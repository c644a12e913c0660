use std::ptr::NonNull;

use crate::{
    block::Block,
    error::AllocError,
    kernel::{page_size, request_memory, return_memory},
    utils::checked_align,
};

/// A page-aligned span of memory obtained from the kernel in one request.
///
/// [`crate::kernel::request_memory`] gives us memory regions aligned with the
/// computer page size, but we cannot assume those regions are adjacent. So
/// every region starts with its first [`Block`], and every block knows the
/// first block of its region. The blocks of all regions are chained in one
/// list, region after region:
///
/// ```text
/// +------------------------------------------+      +------------------------------------------+
/// | +-------+    +-------+    +-------+      |      | +-------+    +-------+                   |
/// | | Block | -> | Block | -> | Block | -----|----> | | Block | -> | Block | -> None           |
/// | +-------+    +-------+    +-------+      |      | +-------+    +-------+                   |
/// +------------------------------------------+      +------------------------------------------+
///   Region                                            Region
/// ```
///
/// A `Region` value is only a description (base and size). The memory itself
/// is owned by the directory through the blocks written into it.
#[derive(Debug, Clone, Copy, PartialEq, Eq)]
pub(crate) struct Region {
    base: NonNull<u8>,
    size: usize,
}

impl Region {
    /// Maps a new region of the smallest page multiple that holds `len` bytes.
    pub fn acquire(len: usize) -> Result<Self, AllocError> {
        let size = checked_align(len, page_size()).ok_or(AllocError::SizeOverflow { size: len })?;

        let base = unsafe { request_memory(size) }.ok_or(AllocError::OutOfMemory { len: size })?;

        Ok(Self { base, size })
    }

    /// Describes the region whose first block is `start`.
    ///
    /// **SAFETY**: `start` must be the first block of a live region.
    pub unsafe fn of(start: NonNull<Block>) -> Self {
        Self {
            base: start.cast(),
            size: unsafe { start.as_ref().region_size },
        }
    }

    /// Returns the region to the kernel.
    ///
    /// **SAFETY**: no block of this region may be reachable afterwards.
    pub unsafe fn release(self) -> Result<(), AllocError> {
        if unsafe { return_memory(self.base, self.size) } {
            Ok(())
        } else {
            Err(AllocError::Unmap { addr: self.base.as_ptr() as usize, len: self.size })
        }
    }

    #[inline]
    pub fn base(&self) -> NonNull<u8> {
        self.base
    }

    /// One past the last byte of the region.
    #[inline]
    pub fn end(&self) -> *const u8 {
        self.base.as_ptr().wrapping_add(self.size)
    }

    #[inline]
    pub fn size(&self) -> usize {
        self.size
    }
}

....

• WHAT TO DO: Extract the data in full. Keep it word for word.

• RESPONSE BELOW:
repository c644a12e913c0660
use std::ptr::NonNull;

use crate::{
    block::Block,
    error::AllocError,
    kernel::{page_size, request_memory, return_memory},
    utils::checked_align,
};

/// A page-aligned span of memory obtained from the kernel in one request.
///
/// [`crate::kernel::request_memory`] gives us memory regions aligned with the
/// computer page size, but we cannot assume those regions are adjacent. So
/// every region starts with its first [`Block`], and every block knows the
/// first block of its region. The blocks of all regions are chained in one
/// list, region after region:
///
/// ```text
/// +------------------------------------------+      +------------------------------------------+
/// | +-------+    +-------+    +-------+      |      | +-------+    +-------+                   |
/// | | Block | -> | Block | -> | Block | -----|----> | | Block | -> | Block | -> None           |
/// | +-------+    +-------+    +-------+      |      | +-------+    +-------+                   |
/// +------------------------------------------+      +------------------------------------------+
///   Region                                            Region
/// ```
///
/// A `Region` value is only a description (base and size). The memory itself
/// is owned by the directory through the blocks written into it.
#[derive(Debug, Clone, Copy, PartialEq, Eq)]
pub(crate) struct Region {
    base: NonNull<u8>,
    size: usize,
}

impl Region {
    /// Maps a new region of the smallest page multiple that holds `len` bytes.
    pub fn acquire(len: usize) -> Result<Self, AllocError> {
        let size = checked_align(len, page_size()).ok_or(AllocError::SizeOverflow { size: len })?;

        let base = unsafe { request_memory(size) }.ok_or(AllocError::OutOfMemory { len: size })?;

        Ok(Self { base, size })
    }

    /// Describes the region whose first block is `start`.
    ///
    /// **SAFETY**: `start` must be the first block of a live region.
    pub unsafe fn of(start: NonNull<Block>) -> Self {
        Self {
            base: start.cast(),
            size: unsafe { start.as_ref().region_size },
        }
    }

    /// Returns the region to the kernel.
    ///
    /// **SAFETY**: no block of this region may be reachable afterwards.
    pub unsafe fn release(self) -> Result<(), AllocError> {
        if unsafe { return_memory(self.base, self.size) } {
            Ok(())
        } else {
            Err(AllocError::Unmap { addr: self.base.as_ptr() as usize, len: self.size })
        }
    }

    #[inline]
    pub fn base(&self) -> NonNull<u8> {
        self.base
    }

    /// One past the last byte of the region.
    #[inline]
    pub fn end(&self) -> *const u8 {
        self.base.as_ptr().wrapping_add(self.size)
    }

    #[inline]
    pub fn size(&self) -> usize {
        self.size
    }
}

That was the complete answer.